My role as a scholar has been to insist on decolonized research methodologies—approaches that ensure the culture, history, and mores of African descendants are routed and rooted within academia, K–12 classrooms, and beyond. This work reclaims orality as essential, brings forward historical truths, and encourages children to journal and write as pathways to self-discovery. Through these practices, young people not only learn history, they locate themselves within it.
My books reflect this commitment to accessibility and advocacy. Navigating Black Privilege Across the Globe engages the complexities of privilege and consciousness across diasporic spaces. Yet because its publisher’s price point limits access, I created Whispers of Black Privilege: Verses from the Womb of the Motherland—a poetic companion designed to bring the book’s core messages into the hands of a wider public. In Rise and Shine: You Are the Best Thing That Ever Happened to You, I remind word warriors and social justice advocates that they must nurture themselves—mind, body, and soul—if they are to sustain the long struggle. And through the Radiant Living Lecture Series, I extend that message into community gatherings, offering practical, spiritual, and cultural strategies for holistic wellbeing.
This work has taken me from local classrooms and cultural centers to national conversations, and across the African Diaspora into international communities. In each space, poetry and storytelling remain my essential tools—gateways to memory, healing, and collective vision.
Taking all of this into account, I now move with clarity into offering my experiences and knowledge as a consultant to schools, community groups, and cultural organizations.

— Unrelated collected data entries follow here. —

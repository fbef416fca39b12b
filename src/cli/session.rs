use crate::config::SelectorOptions;
use crate::events::PlayerEvent;
use crate::selection::{
    InMemoryHost, LevelChoice, LevelHost, MenuItem, QualityMenu, QualitySelector,
};
use crate::utils::{Error, Result};
use console::style;
use serde::{Deserialize, Serialize};
use std::path::Path;
use tracing::{debug, warn};

/// One entry of a recorded session
#[derive(Debug, Clone, PartialEq, Serialize, Deserialize)]
#[serde(tag = "event", rename_all = "snake_case")]
pub enum SessionStep {
    /// A new source starts; the host forgets its levels
    MediaChangeStart,
    /// The host reports a level; ids are assigned in report order
    LevelDiscovered {
        #[serde(default)]
        width: Option<u32>,
        #[serde(default)]
        height: Option<u32>,
        #[serde(default)]
        bitrate: Option<u64>,
    },
    /// The host switches levels
    SelectionChanged {
        #[serde(default)]
        selected_index: Option<usize>,
    },
    MediaReady,
    /// The viewer clicks a menu entry; negative targets select automatic mode
    Click { target: i64 },
    /// The viewer changes an option at runtime
    SetOption {
        name: String,
        value: serde_json::Value,
    },
}

pub fn load_session<P: AsRef<Path>>(path: P) -> Result<Vec<SessionStep>> {
    let path = path.as_ref();
    let content = std::fs::read_to_string(path)?;
    let steps: Vec<SessionStep> = serde_yaml::from_str(&content)?;

    if steps.is_empty() {
        return Err(Error::session(format!(
            "Session file contains no steps: {}",
            path.display()
        )));
    }

    Ok(steps)
}

/// Applies one step to the selector and its in-memory host
pub fn apply_step<M: QualityMenu>(
    selector: &mut QualitySelector<InMemoryHost, M>,
    step: &SessionStep,
) {
    match step {
        SessionStep::MediaChangeStart => {
            selector.host_mut().clear();
            selector.handle_event(&PlayerEvent::MediaChangeStart);
        }
        SessionStep::LevelDiscovered {
            width,
            height,
            bitrate,
        } => {
            let raw = selector.host_mut().add_level(*width, *height, *bitrate);
            selector.handle_event(&PlayerEvent::LevelDiscovered(raw));
        }
        SessionStep::SelectionChanged { selected_index } => {
            selector.host_mut().set_selected_index(*selected_index);
            selector.handle_event(&PlayerEvent::SelectionChanged {
                selected_index: *selected_index,
            });
        }
        SessionStep::MediaReady => selector.handle_event(&PlayerEvent::MediaReady),
        SessionStep::Click { target } => {
            debug!("Viewer clicked {}", LevelChoice::from_index(*target));
            selector.change_level(LevelChoice::from_index(*target));
        }
        SessionStep::SetOption { name, value } => {
            if !selector.set_option(name, value) {
                warn!("Option {} was not applied", name);
            }
        }
    }
}

/// Runs every step against a fresh host and returns the final selector
pub fn replay<M: QualityMenu>(
    steps: &[SessionStep],
    options: SelectorOptions,
    menu: M,
) -> QualitySelector<InMemoryHost, M> {
    let mut selector = QualitySelector::new(InMemoryHost::new(), menu, options);
    for step in steps {
        apply_step(&mut selector, step);
    }
    selector
}

/// Prints every publish to stdout
#[derive(Debug, Clone, Default)]
pub struct ConsoleMenu {
    colored: bool,
}

impl ConsoleMenu {
    pub fn new(colored: bool) -> Self {
        Self { colored }
    }

    fn paint(&self, text: &str, selected: bool) -> String {
        if !self.colored {
            return text.to_string();
        }
        if selected {
            style(text).green().bold().to_string()
        } else {
            style(text).dim().to_string()
        }
    }
}

impl QualityMenu for ConsoleMenu {
    fn show(&mut self, label: &str, items: &[MenuItem]) {
        println!("[{}]", self.paint(label, true));
        for item in items {
            let marker = if item.selected { "*" } else { " " };
            println!(
                "  {} {:>4}  {}",
                marker,
                item.target.to_string(),
                self.paint(&item.text, item.selected)
            );
        }
    }

    fn hide(&mut self) {
        println!("{}", self.paint("(quality control hidden)", false));
    }
}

The work of elders is not only to reflect but to build bridges across generations, to prepare the young to inherit a legacy of resistance and radiance, and to ensure that the ancestors’ voices echo in the classrooms, boardrooms, and sacred circles of tomorrow.
Each project I launch—whether Wise Women Gather, Navigating Diasporic Spaces, the Rise and Shine Book Club, or community events such as author talks, lectures, and workshops—is rooted in my purpose of uplifting voices, nurturing wellbeing, and honoring the ancestral wisdom of the African Diaspora.Through these initiatives, I seek to create spaces of learning, healing, and connection where communities can thrive locally and engage globally in the ongoing story of our people.